Murphy has garnered almost 9,000 followers on Instagram, for his business that sells hand-made beard products, from balms and butters to oils and waxes. Although, you would have to spend a long time scrolling before you see any of those on his feed.

Murphy prefers to put his own face (and trademark ginger beard) front and centre, with promotion of his products taking a back seat.

Seemingly counterintuitive to the idea of winning over his target market, Murphy’s most successful posts even poke good-natured fun at fellow beard growers, such as about how it seems impossible to eat ice-cream without looking like a messy-faced three-year-old, or to wake up without looking like a mountain goat.

“I’m a big fan of not selling on social media. It’s very rare for me to push or mention any of my products. I will show you some of my products in some of the beard tip videos, but I certainly don’t point at them or tell you what they are,” he says.

“When other human beings are looking at a person in front of them, and if they like what that person is doing and they feel they can connect with that person, it builds a brand a lot better than a faceless product shot.”

I had one video that got 1.5 million views, and it increased my followers from about 3,500 to around 8,000. It increased my sales massively

—  Colin Murphy

Murphy says he tries to post a mix of spur-of-the-moment content and quick videos answering customer questions, as well as more high-quality that which could cost about €400 each and take half a day to film.

But even that small investment can pay dividends, as he says it takes only a single hit video to reap large returns.

“I had one video that got 1.5 million views, and it increased my followers from about 3,500 to around 8,000,” he says. “It increased my sales massively. That one video, which I never even paid to market, got me everything I needed for almost the whole year. That’s the beauty of social media, you only need one hit.”

Jasmine Feehan recently left her job as a solicitor to focus full time on her small business, Dóchas Designs. Her distinctly Irish designs incorporate pop culture and cúpla focail across everything from art prints to homeware.

“Without social media I think I would struggle to keep going, I think it’s the main driver towards my sales and also my main source of community,” she says.

Since June, Feehan has been working full time on building her personal brand on social media, to her more than 2,000 followers across Instagram, TikTok and Pinterest.

“I’m really enthusiastic about putting my face out there, there’s a lot of other illustrators and small businesses who don’t quite feel comfortable with that, but I think it’s really important. My target audience is people like me. My products are all tailored towards people of a similar age and similar interests, so I feel like people can connect a lot more with a brand [when they see] the person behind it.”

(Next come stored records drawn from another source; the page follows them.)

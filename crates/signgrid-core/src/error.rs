use thiserror::Error;

use crate::cursor::CellAddress;

/// Errors reported by grid mutations
#[derive(Error, Debug, Clone, PartialEq, Eq)]
pub enum GridError {
    /// Resize called with a zero row or column count; the buffer is left unchanged
    #[error("grid dimensions must be at least 1x1, got {rows}x{columns}")]
    InvalidDimension { rows: usize, columns: usize },

    /// Selection requested for an address outside the current grid
    #[error("cell ({}, {}) is outside the {rows}x{columns} grid", .addr.col, .addr.row)]
    OutOfBounds {
        addr: CellAddress,
        rows: usize,
        columns: usize,
    },
}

You see a lot of tips online about how to blow up, to go viral. A lot of those are great if you’re trying to beat the algorithm, but what I’m trying to do is cultivate a community

—  Jasmine Feehan

She too has experienced the viral power of an online hit, and the amplified impact it can have on sales. An Instagram post featuring one of her prints recently “blew up”, shared at first by her followers but then spreading across the stories of Instagram users in the US, and spiking sales to 50 times her business’s monthly average.

US customers also stuck around, as her following is now about a quarter Irish and a quarter American, compared with 60 per cent Irish and 10 per cent from the US beforehand.

“Once I started taking [social media] a lot more seriously, that was the kind of explosion I got to see,” she says.

However, she advises that for small business owners looking to break into social media, the focus should be on cultivating a loyal community, rather than chasing fleeting viral moments.

“You see a lot of tips online about how to blow up, to go viral. I think a lot of those are great if you’re trying to beat the algorithm, absolutely, but what I’m trying to do is cultivate a community. You’re not going to go viral from that, but you are going to build a loyal brand following.”